== INFORMATION GIVEN
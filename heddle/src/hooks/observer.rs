//! Observers: read-only async hooks around the stream and each invocation.
//!
//! All observers in a slot are awaited together; a failing observer is
//! logged and counted by the pipeline, never propagated.

use async_trait::async_trait;
use thiserror::Error;

use run_event::SkipCause;

use super::HookContext;
use crate::error::InvocationError;

/// Error returned by an observer. Swallowed by the pipeline after logging.
#[derive(Clone, Debug, Error, PartialEq, Eq)]
#[error("observer failed: {0}")]
pub struct ObserverError(pub String);

impl ObserverError {
    pub fn new(message: impl Into<String>) -> Self {
        Self(message.into())
    }
}

/// Read-only async hook family. Every method has a no-op default, so
/// implementors override only the slots they care about.
///
/// Observers must not mutate pipeline state; they receive a fresh
/// [`HookContext`] snapshot per call and cannot retain mutable references.
#[async_trait]
pub trait Observer: Send + Sync {
    /// A raw chunk passed interception and was accumulated.
    async fn on_stream_chunk(
        &self,
        _ctx: &HookContext,
        _chunk: &str,
    ) -> Result<(), ObserverError> {
        Ok(())
    }

    /// The session started consuming the model stream.
    async fn on_llm_call_start(&self, _ctx: &HookContext) -> Result<(), ObserverError> {
        Ok(())
    }

    /// The model stream ended normally.
    async fn on_llm_call_complete(&self, _ctx: &HookContext) -> Result<(), ObserverError> {
        Ok(())
    }

    /// The model stream failed.
    async fn on_llm_call_error(
        &self,
        _ctx: &HookContext,
        _error: &str,
    ) -> Result<(), ObserverError> {
        Ok(())
    }

    /// An invocation is about to execute (after parameter interception).
    async fn on_invocation_start(&self, _ctx: &HookContext) -> Result<(), ObserverError> {
        Ok(())
    }

    /// An invocation reached Succeeded or Failed.
    async fn on_invocation_complete(
        &self,
        _ctx: &HookContext,
        _result: &Result<String, InvocationError>,
    ) -> Result<(), ObserverError> {
        Ok(())
    }

    /// An invocation was skipped without executing.
    async fn on_invocation_skipped(
        &self,
        _ctx: &HookContext,
        _cause: &SkipCause,
    ) -> Result<(), ObserverError> {
        Ok(())
    }
}
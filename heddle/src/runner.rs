//! Run a session to completion: stream → callback → final snapshot.
//!
//! For callers that want state-in/state-out instead of consuming the event
//! stream themselves (one agent-loop turn, tests, piped CLIs).

use std::collections::HashMap;

use tokio_stream::StreamExt;

use run_event::{EmittedEvent, Usage};

use crate::error::SessionError;
use crate::llm::ChunkStream;
use crate::scheduler::StreamProcessor;

/// Snapshot of one finished session.
#[derive(Clone, Debug, Default)]
pub struct SessionSummary {
    /// Accumulated text after `intercept_final_message`.
    pub final_message: String,
    /// Accumulated text before final interception.
    pub raw_text: String,
    pub finish_reason: Option<String>,
    pub usage: Option<Usage>,
    /// True when any gadget raised the break-loop signal.
    pub loop_break: bool,
    /// Terminal event per invocation id.
    pub outcomes: HashMap<String, EmittedEvent>,
}

/// Consumes the session's event stream, invoking `on_event` per event, and
/// returns the final summary.
pub async fn run_to_completion<F>(
    processor: StreamProcessor,
    chunks: ChunkStream,
    mut on_event: Option<F>,
) -> Result<SessionSummary, SessionError>
where
    F: FnMut(&EmittedEvent),
{
    let mut stream = processor.run(chunks);
    let mut summary = SessionSummary::default();
    let mut complete = false;

    while let Some(item) = stream.next().await {
        let event = item?;
        if let Some(ref mut callback) = on_event {
            callback(&event);
        }
        if let Some(id) = event.invocation_id() {
            if event.is_terminal() {
                summary.outcomes.insert(id.to_string(), event.clone());
            }
        }
        if let EmittedEvent::StreamComplete {
            finish_reason,
            usage,
            raw_text,
            final_message,
            loop_break,
        } = event
        {
            summary.finish_reason = finish_reason;
            summary.usage = usage;
            summary.raw_text = raw_text;
            summary.final_message = final_message;
            summary.loop_break = loop_break;
            complete = true;
        }
    }

    if !complete {
        return Err(SessionError::StreamEndedWithoutComplete);
    }
    Ok(summary)
}
/// A stage may complete iff no live child is active or suspended, and no
/// required child is still available/enabled. Without `auto_complete`, any
/// available/enabled child blocks regardless of `required`. Disabled
/// children never block.
fn stage_can_complete(instance: &CaseInstance, id: Uuid) -> bool {
    let Some(stage) = instance.node(id) else {
        return false;
    };
    for child_id in &stage.children {
        let Some(child) = instance.node(*child_id) else {
            continue;
        };
        match child.state {
            CaseExecutionState::Active | CaseExecutionState::Suspended => return false,
            CaseExecutionState::Available | CaseExecutionState::Enabled => {
                if child.required || !stage.auto_complete {
                    return false;
                }
            }
            _ => {}
        }
    }
    true
}

fn now_ms() -> Timestamp {
    std::time::SystemTime::now()
        .duration_since(std::time::UNIX_EPOCH)
        .map(|d| d.as_millis() as i64)
        .unwrap_or(0)
}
====
_TASK INSTRUCTIONS_
Could you set down, word for word, only the lines above from the line with "pub struct SessionSummary" to the line with "per event, and", including both?

_THE COMPLETED TASK_
pub struct SessionSummary {
    /// Accumulated text after `intercept_final_message`.
    pub final_message: String,
    /// Accumulated text before final interception.
    pub raw_text: String,
    pub finish_reason: Option<String>,
    pub usage: Option<Usage>,
    /// True when any gadget raised the break-loop signal.
    pub loop_break: bool,
    /// Terminal event per invocation id.
    pub outcomes: HashMap<String, EmittedEvent>,
}

/// Consumes the session's event stream, invoking `on_event` per event, and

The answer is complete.